Detailed description
This vanguard study will engage people who smoke through an insurance-based outreach program (Sun Life Assurance Company of Canada) to evaluate the efficacy and safety of three pharmacotherapy arms (combination NRT, cytisine, or varenicline) within the OMSC framework, which includes the provision of cost-free virtual counselling, follow-up, and direct-to-consumer delivery of medications. To our knowledge, there are no prior studies evaluating an entirely virtual smoking cessation intervention which includes virtual counselling/follow-up and direct-to-consumer delivery of pharmacotherapy.
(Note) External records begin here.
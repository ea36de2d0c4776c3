//! Input mode state types for the application.
//!
//! These enums decide which keybindings are active and where keystrokes go.
//!
//! # State Machine
//!
//! The application operates in one of two primary input modes:
//! - **Normal**: The search input is not focused
//! - **Search**: The search input is focused, either typing or moving through the
//!   suggestion dropdown
//!
//! ```text
//! Normal ──Ctrl+K or /──▶ Search(Typing) ◀──/ or Esc──▶ Search(Navigating)
//!   ▲                         │
//!   └──────────Esc────────────┘
//! ```

/// Focus state within search mode.
#[derive(Debug, Clone, Copy, PartialEq, Eq)]
pub enum SearchFocus {
    /// User is typing in the search input.
    ///
    /// Characters edit the query and re-arm the debounce timer.
    Typing,

    /// User is moving through the suggestion dropdown.
    ///
    /// Accepts j/k for movement, enter to open a user, and / to return to Typing.
    Navigating,
}

/// Current input handling mode.
#[derive(Debug, Clone, Copy, PartialEq, Eq, Default)]
pub enum InputMode {
    /// The search input is not focused.
    ///
    /// Available keybindings: Ctrl+K or / (focus search), q (quit).
    #[default]
    Normal,

    /// The search input is focused.
    Search(SearchFocus),
}

impl InputMode {
    #[must_use]
    pub const fn is_search(self) -> bool {
        matches!(self, Self::Search(_))
    }
}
This study will also engage the broader community setting, such as clients or employees of industry partners, represents a valuable opportunity to reach a wider population of people who smoke with tailored support. Beyond cost savings associated with smoking cessation, this study may also reduce insurance premiums for patients, thus leading to additional source of cost savings. The goal is to recruit a minimum of 150 participants for this Vanguard phase. If successful, recruitment will continue until the budget is finished, or, until additional funding is received to support a full-scale trial (N=1650 participants).
Conditions
Interventions
| Type | Name | Description |
|---|---|---|
| DRUG | Nicotine Replacement Therapy (Nicotine patch plus NRT gum or lozenge) | Participants in this group will apply 1 NRT patch each morning for up to 26 weeks. Patches will be titrated based on cigarettes consumed. Short-acting NRT products (gum and lozenge) will be used as needed by the participants in this group. |
| DRUG | Cytisine | Participants in this group will take 3mg of cytisine 3 times per day for 12 weeks. |
| DRUG | Varenicline (Champix) | Participants in this group will take 1mg of varenicline 2 times per day for 12 weeks. |
Timeline
- Start date
- 2025-04-30
- Primary completion
- 2027-04-30
- Completion
- 2027-10-30
- First posted
- 2025-02-18
- Last updated
- 2026-03-05
Locations
1 site across 1 country: Canada
Source: ClinicalTrials.gov record NCT06832085. Inclusion in this directory is not an endorsement.